The problem can be found at the following link: Question Link

Problem Description

Given an unsorted array arr containing both positive and negative numbers, your task is to create an array of alternating positive and negative numbers without changing the relative order of the positive and negative numbers.

Note: The array should start with a positive number, and 0 is considered a positive element.

Example 1:

Input:

arr[] = [9, 4, -2, -1, 5, 0, -5, -3, 2]

Output:

9 -2 4 -1 5 -5 0 -3 2

Explanation:

• Positive elements: [9, 4, 5, 0, 2]

• Negative elements: [-2, -1, -5, -3]

Alternate placement maintains their relative order.

Example 2:

Input:

arr[] = [-5, -2, 5, 2, 4, 7, 1, 8, 0, -8]

Output:

5 -5 2 -2 4 -8 7 1 8 0

Explanation:

• Positive elements: [5, 2, 4, 7, 1, 8, 0]

• Negative elements: [-5, -2, -8]

Constraints:

• 1 ≤ arr.size() ≤ 10^7

• -10^6 ≤ arr[i] ≤ 10^7

My Approach

1. Separate Positive and Negative Numbers:

   • Traverse through the input array and separate positive and negative numbers into two different lists, pos and neg.

2. Rearrange in Alternating Fashion:

   • Use a toggle mechanism to alternately place positive and negative numbers from their respective lists back into the original array.

   • If one of the lists is exhausted, append the remaining elements from the other list.

3. Edge Cases:

   • If all numbers are positive or all are negative, no rearrangement is needed.

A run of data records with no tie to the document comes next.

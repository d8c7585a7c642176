//! Source positions and spans.
//!
//! A [`Position`] is 1-based in both line and column, matching the way
//! source files are normally reported to a human. Conversion to the
//! zero-based coordinates the LSP wire format expects is a pure
//! subtraction performed at the editor boundary, not here.

use serde::{Deserialize, Serialize};
use std::path::{Path, PathBuf};

/// A single point in a source file.
#[derive(Debug, Clone, PartialEq, Eq, Hash, Serialize, Deserialize)]
pub struct Position {
    pub filename: PathBuf,
    /// 1-based line number.
    pub line: u32,
    /// 1-based column number.
    pub column: u32,
    /// Byte offset from the start of the file.
    pub offset: u32,
}

impl Position {
    pub fn new(filename: impl Into<PathBuf>, line: u32, column: u32, offset: u32) -> Self {
        Self {
            filename: filename.into(),
            line,
            column,
            offset,
        }
    }

    /// A placeholder position used when a parser fails before producing
    /// any real location (defaults to line 1, column 1).
    pub fn start_of(filename: impl Into<PathBuf>) -> Self {
        Self::new(filename, 1, 1, 0)
    }

    /// Zero-based `(line, character)` pair for the LSP wire format.
    pub fn to_zero_based(&self) -> (u32, u32) {
        (self.line.saturating_sub(1), self.column.saturating_sub(1))
    }
}

/// An inclusive start / exclusive end span within a single file.
#[derive(Debug, Clone, PartialEq, Eq, Hash, Serialize, Deserialize)]
pub struct Span {
    pub start: Position,
    pub end: Position,
}

impl Span {
    pub fn new(start: Position, end: Position) -> Self {
        Self { start, end }
    }

    pub fn point(pos: Position) -> Self {
        Self {
            end: pos.clone(),
            start: pos,
        }
    }

    pub fn file(&self) -> &Path {
        &self.start.filename
    }
}

/// Find the 1-based `(line, column)` of a byte offset in `source`.
///
/// Used by components (the resolver, the collector) that only have a
/// byte offset from an upstream parser and need a displayable position.
pub fn offset_to_line_column(source: &str, offset: usize) -> (u32, u32) {
    let mut line: u32 = 1;
    let mut col: u32 = 1;
    let mut seen = 0usize;

    for ch in source.chars() {
        if seen >= offset {
            break;
        }
        if ch == '\n' {
            line += 1;
            col = 1;
        } else {
            col += 1;
        }
        seen += ch.len_utf8();
    }

    (line, col)
}

#[cfg(test)]
mod tests {
    use super::*;

    #[test]
    fn zero_based_subtracts_one() {
        let pos = Position::new("a.vdl", 3, 5, 40);
        assert_eq!(pos.to_zero_based(), (2, 4));
    }

    #[test]
    fn offset_to_line_column_counts_newlines() {
        let src = "type A {\n  name: string\n}\n";
        assert_eq!(offset_to_line_column(src, 0), (1, 1));
        assert_eq!(offset_to_line_column(src, 9), (2, 1));
        let name_offset = src.find("name").unwrap();
        assert_eq!(offset_to_line_column(src, name_offset), (2, 3));
    }
}
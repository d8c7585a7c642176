//! Cross-kind name collisions (§4.3.8). Same-kind duplicates are already
//! reported by `SymbolTable::register_*`; this pass only catches a type,
//! enum, and constant sharing one name.

use std::collections::HashMap;

use vdl_diagnostic::{Diagnostic, Position, E804_DUPLICATE_NAME};
use vdl_symbol::SymbolTable;

pub fn run(table: &SymbolTable) -> Vec<Diagnostic> {
    let mut diags = Vec::new();
    let mut seen: HashMap<&str, (&str, &Position)> = HashMap::new();

    let mut entries: Vec<(&str, &str, &Position, vdl_diagnostic::Span)> = Vec::new();
    for ty in table.types.values() {
        entries.push(("type", &ty.common.name, &ty.common.start, ty.common.span()));
    }
    for e in table.enums.values() {
        entries.push(("enum", &e.common.name, &e.common.start, e.common.span()));
    }
    for c in table.consts.values() {
        entries.push(("const", &c.common.name, &c.common.start, c.common.span()));
    }
    entries.sort_by(|a, b| (a.2.line, a.2.column, a.0).cmp(&(b.2.line, b.2.column, b.0)));

    for (kind, name, start, span) in entries {
        if let Some((first_kind, first_start)) = seen.get(name) {
            diags.push(Diagnostic::new(
                span,
                E804_DUPLICATE_NAME,
                format!(
                    "{kind} \"{name}\" conflicts with {first_kind} declared at {}:{}:{}",
                    first_start.filename.display(),
                    first_start.line,
                    first_start.column
                ),
            ));
        } else {
            seen.insert(name, (kind, start));
        }
    }

    diags
}

#[cfg(test)]
mod tests {
    use super::*;
    use crate::test_support::*;

    #[test]
    fn type_and_enum_sharing_a_name_is_flagged() {
        let mut table = SymbolTable::new();
        let mut discard = Vec::new();
        table.register_type(make_type("Status", 1, vec![], vec![]), &mut discard);
        table.register_enum(make_enum("Status", 5, vec![], vec![]), &mut discard);
        let diags = run(&table);
        assert_eq!(diags.len(), 1);
        assert_eq!(diags[0].code, E804_DUPLICATE_NAME);
        assert!(diags[0].message.contains("conflicts with type"));
    }

    #[test]
    fn distinct_names_are_silent() {
        let mut table = SymbolTable::new();
        let mut discard = Vec::new();
        table.register_type(make_type("User", 1, vec![], vec![]), &mut discard);
        table.register_enum(make_enum("Status", 2, vec![], vec![]), &mut discard);
        assert!(run(&table).is_empty());
    }
}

   • Ensure that 0 is treated as a positive number.

Code (C++)

class Solution {
public:
    void rearrange(vector<int> &arr) {
        int n = arr.size();
        vector<int> pos, neg;
        for (int i = 0; i < n; i++) {
            if (arr[i] >= 0) {
                pos.push_back(arr[i]);
            } else {
                neg.push_back(arr[i]);
            }
        }
        int i = 0, j = 0, k = 0;
        bool toggle = true;
        while (i < pos.size() && j < neg.size()) {
            if (toggle) {
                arr[k++] = pos[i++];
            } else {
                arr[k++] = neg[j++];
            }
            toggle = !toggle;
        }
        while (i < pos.size()) {
            arr[k++] = pos[i++];
        }
        while (j < neg.size()) {
            arr[k++] = neg[j++];
        }
    }
};

Code (Java)

class Solution {
    void rearrange(ArrayList<Integer> arr) {
        int n = arr.size();
        ArrayList<Integer> pos = new ArrayList<>();
        ArrayList<Integer> neg = new ArrayList<>();
        for (int i = 0; i < n; i++) {
            if (arr.get(i) >= 0) {
                pos.add(arr.get(i));
            } else {
                neg.add(arr.get(i));
            }
        }
        int i = 0, j = 0, k = 0;
        boolean toggle = true;
        while (i < pos.size() && j < neg.size()) {
            if (toggle) {
                arr.set(k++, pos.get(i++));
            } else {
                arr.set(k++, neg.get(j++));
            }
            toggle = !toggle;
        }
        while (i < pos.size()) {
            arr.set(k++, pos.get(i++));
        }
        while (j < neg.size()) {
            arr.set(k++, neg.get(j++));
        }
    }
}

Code (Python)

class Solution:
    def rearrange(self, arr):
        n = len(arr)
        pos = []
        neg = []
        for i in range(n):
            if arr[i] >= 0:
                pos.append(arr[i])
            else:
                neg.append(arr[i])
        i = j = k = 0
        toggle = True
        while i < len(pos) and j < len(neg):
            if toggle:
                arr[k] = pos[i]
                i += 1
            else:
                arr[k] = neg[j]
                j += 1
            k += 1
            toggle = not toggle
        while i < len(pos):
            arr[k] = pos[i]
            i += 1
            k += 1
        while j < len(neg):
            arr[k] = neg[j]
            j += 1
            k += 1

Time and Auxiliary Space Complexity

• Expected Time Complexity: O(n), as we traverse the array twice: once to split positive and negative numbers, and once to rearrange them.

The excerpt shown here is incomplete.